◆ **Work task**:
All of the data below is to be copied exactly.

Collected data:
═══

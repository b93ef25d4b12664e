// ── Device identity ──
//
// Access points are keyed by MAC. The Mist API writes MACs as bare
// lowercase hex (`5c5b35000001`); configuration files and labels use every
// other format, so all comparisons go through this type.

use serde::{Deserialize, Serialize};
use std::fmt;
use std::str::FromStr;

/// MAC address, normalized to lowercase bare hex (5c5b35000001).
#[derive(Debug, Clone, PartialEq, Eq, Hash, Serialize, Deserialize)]
#[serde(from = "String", into = "String")]
pub struct MacAddress(String);

impl MacAddress {
    /// Create a normalized MAC address from any common format.
    /// Accepts colon-, dash- or dot-separated and bare hex.
    pub fn new(raw: impl AsRef<str>) -> Self {
        let normalized = raw
            .as_ref()
            .chars()
            .filter(|c| !matches!(c, ':' | '-' | '.') && !c.is_whitespace())
            .collect::<String>()
            .to_lowercase();
        Self(normalized)
    }

    pub fn as_str(&self) -> &str {
        &self.0
    }

    /// Twelve hex digits after normalization.
    pub fn is_well_formed(&self) -> bool {
        self.0.len() == 12 && self.0.chars().all(|c| c.is_ascii_hexdigit())
    }

    /// Compare against a MAC string as the controller returned it.
    pub fn matches(&self, raw: &str) -> bool {
        *self == Self::new(raw)
    }
}

impl fmt::Display for MacAddress {
    fn fmt(&self, f: &mut fmt::Formatter<'_>) -> fmt::Result {
        write!(f, "{}", self.0)
    }
}

impl FromStr for MacAddress {
    type Err = std::convert::Infallible;

    fn from_str(s: &str) -> Result<Self, Self::Err> {
        Ok(Self::new(s))
    }
}

impl From<String> for MacAddress {
    fn from(raw: String) -> Self {
        Self::new(raw)
    }
}

impl From<MacAddress> for String {
    fn from(mac: MacAddress) -> Self {
        mac.0
    }
}

#[cfg(test)]
#[allow(clippy::unwrap_used)]
mod tests {
    use super::*;

    #[test]
    fn normalizes_colons_and_case() {
        let mac = MacAddress::new("5C:5B:35:00:00:01");
        assert_eq!(mac.as_str(), "5c5b35000001");
        assert!(mac.is_well_formed());
    }

    #[test]
    fn normalizes_dashes_and_dots() {
        assert_eq!(MacAddress::new("5c-5b-35-00-00-01").as_str(), "5c5b35000001");
        assert_eq!(MacAddress::new("5c5b.3500.0001").as_str(), "5c5b35000001");
    }

    #[test]
    fn matches_controller_format() {
        let mac: MacAddress = "5C-5B-35-00-00-01".parse().unwrap();
        assert!(mac.matches("5c5b35000001"));
        assert!(!mac.matches("5c5b35000002"));
    }

    #[test]
    fn rejects_short_values_as_malformed() {
        assert!(!MacAddress::new("5c5b35").is_well_formed());
        assert!(!MacAddress::new("zz5b35000001").is_well_formed());
    }
}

═══

◆ **Answer to the problem**:
repository b93ef25d4b12664e
// ── Device identity ──
//
// Access points are keyed by MAC. The Mist API writes MACs as bare
// lowercase hex (`5c5b35000001`); configuration files and labels use every
// other format, so all comparisons go through this type.

use serde::{Deserialize, Serialize};
use std::fmt;
use std::str::FromStr;

/// MAC address, normalized to lowercase bare hex (5c5b35000001).
#[derive(Debug, Clone, PartialEq, Eq, Hash, Serialize, Deserialize)]
#[serde(from = "String", into = "String")]
pub struct MacAddress(String);

impl MacAddress {
    /// Create a normalized MAC address from any common format.
    /// Accepts colon-, dash- or dot-separated and bare hex.
    pub fn new(raw: impl AsRef<str>) -> Self {
        let normalized = raw
            .as_ref()
            .chars()
            .filter(|c| !matches!(c, ':' | '-' | '.') && !c.is_whitespace())
            .collect::<String>()
            .to_lowercase();
        Self(normalized)
    }

    pub fn as_str(&self) -> &str {
        &self.0
    }

    /// Twelve hex digits after normalization.
    pub fn is_well_formed(&self) -> bool {
        self.0.len() == 12 && self.0.chars().all(|c| c.is_ascii_hexdigit())
    }

    /// Compare against a MAC string as the controller returned it.
    pub fn matches(&self, raw: &str) -> bool {
        *self == Self::new(raw)
    }
}

impl fmt::Display for MacAddress {
    fn fmt(&self, f: &mut fmt::Formatter<'_>) -> fmt::Result {
        write!(f, "{}", self.0)
    }
}

impl FromStr for MacAddress {
    type Err = std::convert::Infallible;

    fn from_str(s: &str) -> Result<Self, Self::Err> {
        Ok(Self::new(s))
    }
}

impl From<String> for MacAddress {
    fn from(raw: String) -> Self {
        Self::new(raw)
    }
}

impl From<MacAddress> for String {
    fn from(mac: MacAddress) -> Self {
        mac.0
    }
}

#[cfg(test)]
#[allow(clippy::unwrap_used)]
mod tests {
    use super::*;

    #[test]
    fn normalizes_colons_and_case() {
        let mac = MacAddress::new("5C:5B:35:00:00:01");
        assert_eq!(mac.as_str(), "5c5b35000001");
        assert!(mac.is_well_formed());
    }

    #[test]
    fn normalizes_dashes_and_dots() {
        assert_eq!(MacAddress::new("5c-5b-35-00-00-01").as_str(), "5c5b35000001");
        assert_eq!(MacAddress::new("5c5b.3500.0001").as_str(), "5c5b35000001");
    }

    #[test]
    fn matches_controller_format() {
        let mac: MacAddress = "5C-5B-35-00-00-01".parse().unwrap();
        assert!(mac.matches("5c5b35000001"));
        assert!(!mac.matches("5c5b35000002"));
    }

    #[test]
    fn rejects_short_values_as_malformed() {
        assert!(!MacAddress::new("5c5b35").is_well_formed());
        assert!(!MacAddress::new("zz5b35000001").is_well_formed());
    }
}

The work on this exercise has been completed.